News + Insight

Property Investment: providing for your child’s future

17 October 2017
Children saving VR.jpg

Property should be centre stage in your family-focused financial planning strategy. Shelley Wren, Global Distribution Manager at IP Global, explains why.

When there’s only “number one” to look out for, it’s so easy to leave investing for the future at the bottom of your to-do list. But priorities can shift quickly - and, of course, nothing quite changes your point of view quite like the arrival of the next generation. From then on in, it’s not just financial planning that you have consider, but family financial planning. And that deserves serious thought.

The cost of schooling, higher education and giving your children the best possible start: these are all top priorities. So how do you meet them? We look at the planning process and at why property can play such a valuable part of the mix.

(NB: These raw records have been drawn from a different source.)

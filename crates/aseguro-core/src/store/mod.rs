//! Vector store of insurer-tagged policy passages
//!
//! Provides:
//! - The [`VectorStore`] seam used by the retrieval and comparison pipelines
//! - A SQLite-backed implementation with embeddings stored as BLOBs
//! - A JSON-lines loader for pre-chunked passages

mod sqlite;

pub use sqlite::{IngestReport, SqliteVectorStore};

use crate::error::{AseguroError, Result};
use async_trait::async_trait;
use serde::{Deserialize, Deserializer, Serialize};
use std::io::BufRead;
use std::path::Path;
use tokio_util::sync::CancellationToken;

/// A passage returned by a similarity search
#[derive(Debug, Clone, PartialEq, Serialize, Deserialize)]
pub struct RetrievedPassage {
    pub text: String,
    pub insurer: String,
    pub page: Option<String>,
    pub source: Option<String>,
    /// Similarity to the query, when the store reports one
    pub rank_score: Option<f32>,
}

/// Exact-match metadata predicate
#[derive(Debug, Clone, Default, PartialEq, Eq)]
pub struct SearchFilter {
    pub insurer: Option<String>,
}

impl SearchFilter {
    pub fn insurer(insurer: impl Into<String>) -> Self {
        Self {
            insurer: Some(insurer.into()),
        }
    }
}

/// Similarity search over stored passages
#[async_trait]
pub trait VectorStore: Send + Sync {
    /// Up to `k` passages ranked by similarity to `query`; fewer when the
    /// matching corpus is small.
    async fn search(
        &self,
        query: &str,
        k: usize,
        filter: Option<&SearchFilter>,
        cancel: &CancellationToken,
    ) -> Result<Vec<RetrievedPassage>>;
}

/// One pre-chunked passage as produced by an ingestion job
#[derive(Debug, Clone, PartialEq, Serialize, Deserialize)]
pub struct PassageRecord {
    pub text: String,
    pub insurer: String,
    #[serde(default, deserialize_with = "page_as_string")]
    pub page: Option<String>,
    #[serde(default)]
    pub source: Option<String>,
}

fn page_as_string<'de, D>(deserializer: D) -> std::result::Result<Option<String>, D::Error>
where
    D: Deserializer<'de>,
{
    let value = Option::<serde_json::Value>::deserialize(deserializer)?;
    Ok(match value {
        None | Some(serde_json::Value::Null) => None,
        Some(serde_json::Value::String(s)) => Some(s),
        Some(other) => Some(other.to_string()),
    })
}

/// Read passages from a JSON-lines file, one record per non-blank line
pub fn load_passages_jsonl(path: impl AsRef<Path>) -> Result<Vec<PassageRecord>> {
    let path = path.as_ref();
    let file = std::fs::File::open(path).map_err(|e| match e.kind() {
        std::io::ErrorKind::NotFound => {
            AseguroError::NotFound(format!("passage file {}", path.display()))
        }
        _ => e.into(),
    })?;
    let reader = std::io::BufReader::new(file);

    let mut records = Vec::new();
    for (line_no, line) in reader.lines().enumerate() {
        let line = line?;
        let trimmed = line.trim();
        if trimmed.is_empty() {
            continue;
        }
        let mut record: PassageRecord = serde_json::from_str(trimmed).map_err(|e| {
            AseguroError::Parse(format!("{}:{}: {}", path.display(), line_no + 1, e))
        })?;
        record.insurer = record.insurer.trim().to_uppercase();
        if record.text.trim().is_empty() || record.insurer.is_empty() {
            tracing::warn!(line = line_no + 1, "Skipping passage without text or insurer");
            continue;
        }
        records.push(record);
    }

    Ok(records)
}
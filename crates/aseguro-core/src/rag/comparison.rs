//! Multi-insurer feature comparison
//!
//! One filtered search per insurer (run concurrently), then a single
//! structured-extraction call over all contexts. The extracted table is
//! normalized so that every requested insurer appears exactly once.

use super::prompts::{comparison_context, comparison_messages, NOT_SPECIFIED};
use crate::cancel::cancellable;
use crate::error::{AseguroError, Result};
use crate::llm::Generator;
use crate::store::{RetrievedPassage, SearchFilter, VectorStore};
use futures::future::try_join_all;
use serde::{Deserialize, Serialize};
use std::sync::Arc;
use tokio_util::sync::CancellationToken;
use unicode_normalization::char::is_combining_mark;
use unicode_normalization::UnicodeNormalization;

/// Maximum words kept in a row's `value`
pub const MAX_VALUE_WORDS: usize = 20;

#[derive(Debug, Clone, PartialEq, Eq, Serialize, Deserialize)]
pub struct ComparisonRow {
    pub insurer: String,
    pub value: String,
    #[serde(default)]
    pub details: String,
    #[serde(default)]
    pub source: String,
}

impl ComparisonRow {
    fn not_specified(insurer: &str) -> Self {
        Self {
            insurer: insurer.to_string(),
            value: NOT_SPECIFIED.to_string(),
            details: String::new(),
            source: String::new(),
        }
    }

    pub fn is_specified(&self) -> bool {
        self.value != NOT_SPECIFIED
    }
}

#[derive(Debug, Clone, PartialEq, Eq, Serialize, Deserialize)]
pub struct ComparisonResult {
    pub feature: String,
    pub comparison: Vec<ComparisonRow>,
}

/// A comparison table, or an explicit extraction failure
#[derive(Debug, Clone, PartialEq, Eq, Serialize, Deserialize)]
#[serde(untagged)]
pub enum ComparisonOutcome {
    Table(ComparisonResult),
    Failed { error: String },
}

pub struct ComparisonPipeline {
    store: Arc<dyn VectorStore>,
    generator: Arc<dyn Generator>,
    k: usize,
}

impl ComparisonPipeline {
    pub fn new(store: Arc<dyn VectorStore>, generator: Arc<dyn Generator>, k: usize) -> Self {
        Self {
            store,
            generator,
            k,
        }
    }

    /// Compare `feature` across `insurers`.
    ///
    /// Vector-store failures and cancellation are errors. Generation or
    /// parse failures are reported as [`ComparisonOutcome::Failed`].
    pub async fn compare(
        &self,
        feature: &str,
        insurers: &[String],
        cancel: &CancellationToken,
    ) -> Result<ComparisonOutcome> {
        let feature = feature.trim();
        if feature.is_empty() {
            return Err(AseguroError::InvalidInput(
                "comparison feature is empty".to_string(),
            ));
        }
        let insurers = normalize_insurers(insurers);
        if insurers.is_empty() {
            return Err(AseguroError::InvalidInput(
                "at least one insurer is required".to_string(),
            ));
        }

        let searches = insurers.iter().map(|insurer| {
            let filter = SearchFilter::insurer(insurer.clone());
            async move {
                let passages = self.store.search(feature, self.k, Some(&filter), cancel).await?;
                tracing::debug!(insurer = %insurer, found = passages.len(), "comparison retrieval");
                Ok::<_, AseguroError>((insurer.clone(), passages))
            }
        });
        let blocks: Vec<(String, Vec<RetrievedPassage>)> = try_join_all(searches).await?;

        if blocks.iter().all(|(_, passages)| passages.is_empty()) {
            tracing::info!(feature, "no evidence for any insurer");
            return Ok(ComparisonOutcome::Table(ComparisonResult {
                feature: feature.to_string(),
                comparison: insurers
                    .iter()
                    .map(|i| ComparisonRow::not_specified(i))
                    .collect(),
            }));
        }

        let context = comparison_context(&blocks);
        let messages = comparison_messages(feature, &insurers, &context);

        let response = match cancellable(cancel, "comparison extraction", self.generator.complete(messages)).await
        {
            Ok(response) => response,
            Err(e @ AseguroError::Cancelled(_)) => return Err(e),
            Err(e) => {
                tracing::warn!("Comparison extraction failed: {}", e);
                return Ok(ComparisonOutcome::Failed {
                    error: e.to_string(),
                });
            }
        };

        let rows = match parse_comparison_rows(&response) {
            Ok(rows) => rows,
            Err(reason) => {
                tracing::warn!("Unparsable comparison output: {}", reason);
                tracing::debug!("Raw comparison response: {}", response);
                return Ok(ComparisonOutcome::Failed { error: reason });
            }
        };

        let evidence: Vec<(String, bool)> = blocks
            .iter()
            .map(|(insurer, passages)| (insurer.clone(), !passages.is_empty()))
            .collect();

        Ok(ComparisonOutcome::Table(ComparisonResult {
            feature: feature.to_string(),
            comparison: normalize_rows(&evidence, rows),
        }))
    }
}

/// Uppercase, trim and dedupe insurer names, keeping request order
pub fn normalize_insurers(insurers: &[String]) -> Vec<String> {
    let mut normalized: Vec<String> = Vec::with_capacity(insurers.len());
    for insurer in insurers {
        let key = insurer.trim().to_uppercase();
        if !key.is_empty() && !normalized.contains(&key) {
            normalized.push(key);
        }
    }
    normalized
}

#[derive(Deserialize)]
struct RawComparison {
    comparison: Vec<RawRow>,
}

#[derive(Deserialize)]
struct RawRow {
    #[serde(default)]
    insurer: serde_json::Value,
    #[serde(default)]
    value: serde_json::Value,
    #[serde(default)]
    details: serde_json::Value,
    #[serde(default)]
    source: serde_json::Value,
}

fn value_text(value: &serde_json::Value) -> String {
    match value {
        serde_json::Value::Null => String::new(),
        serde_json::Value::String(s) => s.trim().to_string(),
        other => other.to_string(),
    }
}

/// Rows of the first JSON object in an extraction reply
pub fn parse_comparison_rows(response: &str) -> std::result::Result<Vec<ComparisonRow>, String> {
    let json_str = match (response.find('{'), response.rfind('}')) {
        (Some(start), Some(end)) if start < end => &response[start..=end],
        _ => return Err("no JSON object in extraction output".to_string()),
    };

    let raw: RawComparison =
        serde_json::from_str(json_str).map_err(|e| format!("invalid comparison JSON: {}", e))?;

    Ok(raw
        .comparison
        .into_iter()
        .map(|row| ComparisonRow {
            insurer: value_text(&row.insurer),
            value: value_text(&row.value),
            details: value_text(&row.details),
            source: value_text(&row.source),
        })
        .collect())
}

fn truncate_words(text: &str, max_words: usize) -> String {
    text.split_whitespace()
        .take(max_words)
        .collect::<Vec<_>>()
        .join(" ")
}

/// Upper-case words of an insurer name with accents folded and
/// punctuation dropped: "Rímac Seguros S.A." -> ["RIMAC", "SEGUROS", "S", "A"]
fn name_words(name: &str) -> Vec<String> {
    let folded: String = name
        .nfd()
        .filter(|c| !is_combining_mark(*c))
        .collect::<String>()
        .to_uppercase();
    folded
        .split(|c: char| !c.is_alphanumeric())
        .filter(|w| !w.is_empty())
        .map(str::to_string)
        .collect()
}

fn names_match(requested: &[String], extracted: &[String], allow_prefix: bool) -> bool {
    if requested.is_empty() || extracted.is_empty() {
        return false;
    }
    if requested == extracted {
        return true;
    }
    allow_prefix && (extracted.starts_with(requested) || requested.starts_with(extracted))
}

/// One row per requested insurer, in request order.
///
/// Extracted rows are matched by folded name, exact matches first and
/// word-prefix matches ("RIMAC SEGUROS" for RIMAC) second. Insurers without
/// retrieved evidence, or absent from the extracted rows, get the "not
/// specified" row. Extra rows are dropped.
fn normalize_rows(evidence: &[(String, bool)], rows: Vec<ComparisonRow>) -> Vec<ComparisonRow> {
    let mut rows: Vec<Option<(Vec<String>, ComparisonRow)>> = rows
        .into_iter()
        .map(|row| Some((name_words(&row.insurer), row)))
        .collect();
    let requested: Vec<Vec<String>> = evidence.iter().map(|(name, _)| name_words(name)).collect();
    let mut assigned: Vec<Option<ComparisonRow>> = vec![None; evidence.len()];

    for allow_prefix in [false, true] {
        for (slot, words) in assigned.iter_mut().zip(&requested) {
            if slot.is_some() {
                continue;
            }
            *slot = rows
                .iter_mut()
                .find(|candidate| {
                    matches!(candidate, Some((name, _)) if names_match(words, name, allow_prefix))
                })
                .and_then(Option::take)
                .map(|(_, row)| row);
        }
    }

    evidence
        .iter()
        .zip(assigned)
        .map(|((insurer, has_evidence), extracted)| match extracted {
            Some(row) if *has_evidence && !row.value.is_empty() => ComparisonRow {
                insurer: insurer.clone(),
                value: truncate_words(&row.value, MAX_VALUE_WORDS),
                details: row.details,
                source: row.source,
            },
            _ => ComparisonRow::not_specified(insurer),
        })
        .collect()
}
//! Ask command

use crate::app::{AskArgs, OutputFormat};
use crate::output::print_response;
use anyhow::Result;
use aseguro_core::{Assistant, Config};
use tokio_util::sync::CancellationToken;

pub async fn run(
    args: AskArgs,
    config: &Config,
    format: OutputFormat,
    cancel: &CancellationToken,
) -> Result<()> {
    let query = args.query.join(" ");
    let assistant = Assistant::from_config(config)?;

    let response = assistant.route_and_respond_with(&query, cancel).await?;
    print_response(&response, format)
}
//! Persisted embeddings for fixed reference-phrase corpora
//!
//! Each corpus is stored under its own key as a JSON document whose entries
//! are keyed by the SHA-256 of the phrase text, so editing or reordering a
//! corpus can never pair a phrase with another phrase's vector.

use super::store::{CacheLookup, CacheStore};
use crate::cancel::cancellable;
use crate::error::{AseguroError, Result};
use crate::llm::Embedder;
use base64::engine::general_purpose::STANDARD as BASE64;
use base64::Engine;
use chrono::Utc;
use serde::{Deserialize, Serialize};
use sha2::{Digest, Sha256};
use std::collections::{BTreeMap, HashMap};
use std::sync::atomic::{AtomicU64, Ordering};
use std::sync::{Arc, Mutex, RwLock};
use tokio_util::sync::CancellationToken;

const CACHE_FORMAT_VERSION: u32 = 1;

/// On-disk layout of one corpus cache
#[derive(Debug, Serialize, Deserialize)]
struct CorpusCacheFile {
    version: u32,
    model: String,
    dimensions: usize,
    created_at: String,
    /// phrase hash -> base64 of little-endian f32 bytes
    entries: BTreeMap<String, String>,
}

/// Counters describing cache behaviour since construction
#[derive(Debug, Clone, Default, PartialEq, Eq, Serialize, Deserialize)]
pub struct EmbeddingCacheStats {
    /// Corpora served entirely from persisted entries
    pub storage_hits: u64,
    /// Corpora that needed an embedding call
    pub regenerations: u64,
    /// Phrases sent to the embedding service
    pub embedded_phrases: u64,
    /// Persistence attempts that failed and were ignored
    pub write_failures: u64,
}

#[derive(Default)]
struct Counters {
    storage_hits: AtomicU64,
    regenerations: AtomicU64,
    embedded_phrases: AtomicU64,
    write_failures: AtomicU64,
}

struct MemoizedCorpus {
    fingerprint: String,
    vectors: Arc<Vec<Vec<f32>>>,
}

/// Read-mostly embedding cache shared by the classifiers
pub struct EmbeddingCache {
    store: Arc<dyn CacheStore>,
    embedder: Arc<dyn Embedder>,
    locks: Mutex<HashMap<String, Arc<tokio::sync::Mutex<()>>>>,
    memo: RwLock<HashMap<String, MemoizedCorpus>>,
    counters: Counters,
}

impl EmbeddingCache {
    pub fn new(store: Arc<dyn CacheStore>, embedder: Arc<dyn Embedder>) -> Self {
        Self {
            store,
            embedder,
            locks: Mutex::new(HashMap::new()),
            memo: RwLock::new(HashMap::new()),
            counters: Counters::default(),
        }
    }

    /// Embedder used for cold corpora
    pub fn embedder(&self) -> &Arc<dyn Embedder> {
        &self.embedder
    }

    /// Vectors for `phrases`, aligned 1:1 with the input order.
    ///
    /// Persisted entries are reused; only phrases without an entry are sent
    /// to the embedding service, in a single batch. Persistence failures are
    /// logged and ignored, and unreadable cache data counts as a miss.
    pub async fn get_or_build(
        &self,
        corpus_id: &str,
        phrases: &[String],
        cancel: &CancellationToken,
    ) -> Result<Arc<Vec<Vec<f32>>>> {
        if phrases.is_empty() {
            return Ok(Arc::new(Vec::new()));
        }

        let fingerprint = corpus_fingerprint(self.embedder.model_name(), phrases);
        if let Some(vectors) = self.memoized(corpus_id, &fingerprint) {
            return Ok(vectors);
        }

        let lock = self.corpus_lock(corpus_id);
        let _guard = lock.lock().await;

        // Another task may have populated the corpus while we waited.
        if let Some(vectors) = self.memoized(corpus_id, &fingerprint) {
            return Ok(vectors);
        }

        let model = self.embedder.model_name().to_string();
        let dimensions = self.embedder.dimensions();
        let mut entries = self.load_entries(corpus_id, &model, dimensions);

        let hashes: Vec<String> = phrases.iter().map(|p| phrase_hash(p)).collect();
        let mut missing: Vec<(String, String)> = Vec::new();
        for (phrase, hash) in phrases.iter().zip(&hashes) {
            if !entries.contains_key(hash) && !missing.iter().any(|(h, _)| h == hash) {
                missing.push((hash.clone(), phrase.clone()));
            }
        }

        let embedded_now = !missing.is_empty();
        if embedded_now {
            self.counters.regenerations.fetch_add(1, Ordering::Relaxed);
            tracing::info!(
                corpus = corpus_id,
                missing = missing.len(),
                total = phrases.len(),
                "generating reference embeddings"
            );

            let texts: Vec<String> = missing.iter().map(|(_, p)| p.clone()).collect();
            let vectors = cancellable(
                cancel,
                "reference embedding",
                self.embedder.embed_batch(&texts),
            )
            .await?;

            if vectors.len() != texts.len() {
                return Err(AseguroError::Embedding(format!(
                    "corpus '{}': requested {} embeddings, received {}",
                    corpus_id,
                    texts.len(),
                    vectors.len()
                )));
            }
            if let Some(bad) = vectors.iter().find(|v| v.len() != dimensions) {
                return Err(AseguroError::Embedding(format!(
                    "corpus '{}': model '{}' returned {} dimensions, expected {} \
                     (set llm_service.embedding_dimensions)",
                    corpus_id,
                    model,
                    bad.len(),
                    dimensions
                )));
            }
            self.counters
                .embedded_phrases
                .fetch_add(texts.len() as u64, Ordering::Relaxed);

            for ((hash, _), vector) in missing.into_iter().zip(vectors) {
                entries.insert(hash, vector);
            }
        } else {
            self.counters.storage_hits.fetch_add(1, Ordering::Relaxed);
            tracing::debug!(corpus = corpus_id, "reference embeddings loaded from cache");
        }

        let mut ordered = Vec::with_capacity(hashes.len());
        for hash in &hashes {
            let vector = entries.get(hash).cloned().ok_or_else(|| {
                AseguroError::Cache(format!("corpus '{}': no entry for {}", corpus_id, hash))
            })?;
            ordered.push(vector);
        }

        if embedded_now {
            self.persist(corpus_id, &model, dimensions, &hashes, &ordered);
        }

        let vectors = Arc::new(ordered);
        if let Ok(mut memo) = self.memo.write() {
            memo.insert(
                corpus_id.to_string(),
                MemoizedCorpus {
                    fingerprint,
                    vectors: Arc::clone(&vectors),
                },
            );
        }

        Ok(vectors)
    }

    /// Drop the persisted and memoized copies of a corpus
    pub fn invalidate(&self, corpus_id: &str) -> Result<bool> {
        if let Ok(mut memo) = self.memo.write() {
            memo.remove(corpus_id);
        }
        self.store.remove(corpus_id)
    }

    pub fn stats(&self) -> EmbeddingCacheStats {
        EmbeddingCacheStats {
            storage_hits: self.counters.storage_hits.load(Ordering::Relaxed),
            regenerations: self.counters.regenerations.load(Ordering::Relaxed),
            embedded_phrases: self.counters.embedded_phrases.load(Ordering::Relaxed),
            write_failures: self.counters.write_failures.load(Ordering::Relaxed),
        }
    }

    fn memoized(&self, corpus_id: &str, fingerprint: &str) -> Option<Arc<Vec<Vec<f32>>>> {
        let memo = self.memo.read().ok()?;
        memo.get(corpus_id)
            .filter(|m| m.fingerprint == fingerprint)
            .map(|m| Arc::clone(&m.vectors))
    }

    fn corpus_lock(&self, corpus_id: &str) -> Arc<tokio::sync::Mutex<()>> {
        let mut locks = match self.locks.lock() {
            Ok(locks) => locks,
            Err(poisoned) => poisoned.into_inner(),
        };
        Arc::clone(locks.entry(corpus_id.to_string()).or_default())
    }

    fn load_entries(
        &self,
        corpus_id: &str,
        model: &str,
        dimensions: usize,
    ) -> HashMap<String, Vec<f32>> {
        let bytes = match self.store.read(corpus_id) {
            Ok(CacheLookup::Hit(bytes)) => bytes,
            Ok(CacheLookup::Miss) => return HashMap::new(),
            Err(e) => {
                tracing::warn!(corpus = corpus_id, "Cache unreadable, regenerating: {}", e);
                return HashMap::new();
            }
        };

        match decode_cache_file(&bytes, model, dimensions) {
            Ok(entries) => entries,
            Err(e) => {
                tracing::warn!(corpus = corpus_id, "Cache discarded: {}", e);
                HashMap::new()
            }
        }
    }

    fn persist(
        &self,
        corpus_id: &str,
        model: &str,
        dimensions: usize,
        hashes: &[String],
        vectors: &[Vec<f32>],
    ) {
        let file = CorpusCacheFile {
            version: CACHE_FORMAT_VERSION,
            model: model.to_string(),
            dimensions,
            created_at: Utc::now().to_rfc3339(),
            entries: hashes
                .iter()
                .zip(vectors)
                .map(|(h, v)| (h.clone(), BASE64.encode(vector_to_bytes(v))))
                .collect(),
        };

        let result = serde_json::to_vec(&file)
            .map_err(AseguroError::from)
            .and_then(|bytes| self.store.write(corpus_id, &bytes));

        if let Err(e) = result {
            self.counters.write_failures.fetch_add(1, Ordering::Relaxed);
            tracing::warn!(corpus = corpus_id, "Could not persist embedding cache: {}", e);
        }
    }
}

/// SHA-256 of a reference phrase
pub fn phrase_hash(phrase: &str) -> String {
    let mut hasher = Sha256::new();
    hasher.update(phrase.as_bytes());
    format!("{:x}", hasher.finalize())
}

fn corpus_fingerprint(model: &str, phrases: &[String]) -> String {
    let mut hasher = Sha256::new();
    hasher.update(model.as_bytes());
    for phrase in phrases {
        hasher.update([0u8]);
        hasher.update(phrase.as_bytes());
    }
    format!("{:x}", hasher.finalize())
}

fn decode_cache_file(
    bytes: &[u8],
    model: &str,
    dimensions: usize,
) -> Result<HashMap<String, Vec<f32>>> {
    let file: CorpusCacheFile = serde_json::from_slice(bytes)?;

    if file.version != CACHE_FORMAT_VERSION {
        return Err(AseguroError::Cache(format!(
            "unsupported cache version {}",
            file.version
        )));
    }
    if file.model != model {
        return Err(AseguroError::Cache(format!(
            "cache built with model '{}', current model is '{}'",
            file.model, model
        )));
    }
    if file.dimensions != dimensions {
        return Err(AseguroError::Cache(format!(
            "cache holds {}-dimensional vectors, model produces {}",
            file.dimensions, dimensions
        )));
    }

    let mut entries = HashMap::with_capacity(file.entries.len());
    for (hash, encoded) in file.entries {
        let raw = BASE64
            .decode(encoded.as_bytes())
            .map_err(|e| AseguroError::Cache(format!("entry {}: {}", hash, e)))?;
        let vector = bytes_to_vector(&raw)
            .ok_or_else(|| AseguroError::Cache(format!("entry {} is truncated", hash)))?;
        if vector.len() != file.dimensions {
            return Err(AseguroError::Cache(format!(
                "entry {} has {} dimensions, expected {}",
                hash,
                vector.len(),
                file.dimensions
            )));
        }
        entries.insert(hash, vector);
    }

    Ok(entries)
}

/// Convert f32 vector to bytes (little-endian)
pub fn vector_to_bytes(vector: &[f32]) -> Vec<u8> {
    vector.iter().flat_map(|f| f.to_le_bytes()).collect()
}

/// Convert little-endian bytes back to an f32 vector; `None` if truncated
pub fn bytes_to_vector(bytes: &[u8]) -> Option<Vec<f32>> {
    if bytes.len() % 4 != 0 {
        return None;
    }
    Some(
        bytes
            .chunks_exact(4)
            .map(|chunk| f32::from_le_bytes([chunk[0], chunk[1], chunk[2], chunk[3]]))
            .collect(),
    )
}
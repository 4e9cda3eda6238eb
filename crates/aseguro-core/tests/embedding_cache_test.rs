//! Embedding cache over the file-backed store
//!
//! Tests:
//! 1. Idempotence: one embedding call per corpus
//! 2. Round-trip: reloaded vectors are bit-identical
//! 3. Corrupt files are regenerated and rewritten
//! 4. Concurrent first use embeds once

mod common;

use aseguro_core::cache::{CacheLookup, CacheStore, EmbeddingCache, FileCacheStore};
use aseguro_core::classify::{SecurityCorpus, SECURITY_CORPUS_ID};
use common::StubEmbedder;
use std::sync::atomic::Ordering;
use std::sync::Arc;
use tempfile::TempDir;
use tokio_util::sync::CancellationToken;

fn threat_texts() -> Vec<String> {
    SecurityCorpus::default()
        .threat_phrases()
        .into_iter()
        .map(|p| p.text)
        .collect()
}

#[tokio::test]
async fn test_get_or_build_is_idempotent() {
    let dir = TempDir::new().unwrap();
    let embedder = Arc::new(StubEmbedder::for_default_corpora());
    let cache = EmbeddingCache::new(Arc::new(FileCacheStore::new(dir.path())), embedder.clone());
    let token = CancellationToken::new();
    let phrases = threat_texts();

    cache
        .get_or_build(SECURITY_CORPUS_ID, &phrases, &token)
        .await
        .unwrap();
    cache
        .get_or_build(SECURITY_CORPUS_ID, &phrases, &token)
        .await
        .unwrap();

    assert_eq!(embedder.batch_calls.load(Ordering::SeqCst), 1);
}

#[tokio::test]
async fn test_reload_is_bit_identical() {
    let dir = TempDir::new().unwrap();
    let token = CancellationToken::new();
    let phrases = threat_texts();

    let first = EmbeddingCache::new(
        Arc::new(FileCacheStore::new(dir.path())),
        Arc::new(StubEmbedder::for_default_corpora()),
    );
    let built = first
        .get_or_build(SECURITY_CORPUS_ID, &phrases, &token)
        .await
        .unwrap();

    let embedder = Arc::new(StubEmbedder::for_default_corpora());
    let second = EmbeddingCache::new(Arc::new(FileCacheStore::new(dir.path())), embedder.clone());
    let loaded = second
        .get_or_build(SECURITY_CORPUS_ID, &phrases, &token)
        .await
        .unwrap();

    assert_eq!(embedder.batch_calls.load(Ordering::SeqCst), 0);
    assert_eq!(built.len(), loaded.len());
    for (a, b) in built.iter().zip(loaded.iter()) {
        let a_bits: Vec<u32> = a.iter().map(|f| f.to_bits()).collect();
        let b_bits: Vec<u32> = b.iter().map(|f| f.to_bits()).collect();
        assert_eq!(a_bits, b_bits);
    }
}

#[tokio::test]
async fn test_corrupt_file_is_regenerated() {
    let dir = TempDir::new().unwrap();
    let store = Arc::new(FileCacheStore::new(dir.path()));
    std::fs::write(store.path_for(SECURITY_CORPUS_ID), b"{ truncated").unwrap();

    let embedder = Arc::new(StubEmbedder::for_default_corpora());
    let cache = EmbeddingCache::new(store.clone(), embedder.clone());
    let vectors = cache
        .get_or_build(SECURITY_CORPUS_ID, &threat_texts(), &CancellationToken::new())
        .await
        .unwrap();

    assert_eq!(vectors.len(), threat_texts().len());
    assert_eq!(embedder.batch_calls.load(Ordering::SeqCst), 1);

    let CacheLookup::Hit(bytes) = store.read(SECURITY_CORPUS_ID).unwrap() else {
        panic!("cache file should have been rewritten");
    };
    let parsed: serde_json::Value = serde_json::from_slice(&bytes).unwrap();
    assert_eq!(parsed["model"], "stub-anchors");
    assert_eq!(
        parsed["entries"].as_object().unwrap().len(),
        threat_texts().len()
    );
}

#[tokio::test(flavor = "multi_thread", worker_threads = 4)]
async fn test_concurrent_first_use_embeds_once() {
    let dir = TempDir::new().unwrap();
    let embedder = Arc::new(StubEmbedder::for_default_corpora());
    let cache = Arc::new(EmbeddingCache::new(
        Arc::new(FileCacheStore::new(dir.path())),
        embedder.clone(),
    ));
    let phrases = Arc::new(threat_texts());

    let mut handles = Vec::new();
    for _ in 0..8 {
        let cache = cache.clone();
        let phrases = phrases.clone();
        handles.push(tokio::spawn(async move {
            cache
                .get_or_build(SECURITY_CORPUS_ID, &phrases, &CancellationToken::new())
                .await
                .map(|v| v.len())
        }));
    }

    for handle in handles {
        assert_eq!(handle.await.unwrap().unwrap(), phrases.len());
    }
    assert_eq!(embedder.batch_calls.load(Ordering::SeqCst), 1);
}
//! CLI command handlers

pub mod ask;
pub mod cache;
pub mod chat;
pub mod classify;
pub mod compare;
pub mod ingest;
pub mod status;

The challenge: what does the future hold?

You have an end goal - and you need a certain amount of resources to ensure that goal is fulfilled.

Take retirement planning, for instance. Most people have at least some kind of vision of what they want to do when they retire, and can plan accordingly. Children, on the other hand, are a whole other ball game. Who knows what they’re going to do? Who knows what support they’ll need? From early education right through to high school, university, internships and starting out on a career path, most of us want to be in a position to offer a helping hand where needed. It is essential to bear the resources to accommodate this - no matter what path our children decide to embark on.

Let’s explore why this area should not be left to chance.

Parents underestimate the costs of childrearing

Think of a number. Now multiply it by four. US-based’s recent Cost of Care Survey suggests that the first year of a baby’s life costs four times what the average parent expects (up to USD52,000).

Evidence also points to the fact that child rearing is getting more expensive. The UK Centre for Economics puts the typical projected cost of raising a child born in 2016 at around GBP231,000 (USD313,409); a 65% increase since 2003. If the child attends boarding school, the figure soars to just short of GBP500,000 (USD678,275).

So remember; children are probably more expensive than you think!

School fees are rising, wherever your location

As a parent, conversation topics at the dinner table expand into an entire new domain. Regardless of where you’re based, one reality is clear: private schools are increasingly expensive.

In the UK, school fees have more than trebled since 1990. Private schools in Dubai were given the go-ahead to raise fees by up to 4.8% this academic year, whilst The Times of India reports that annual increases of 10-15% are pretty much the norm.

Fees are an easy target for tax hikes

You can never quite predict what the taxman has in store. In the UK, for instance, the Labour Party seems set on abolishing private schools’ charitable status - meaning fees would be liable for a VAT charge of up to 20%.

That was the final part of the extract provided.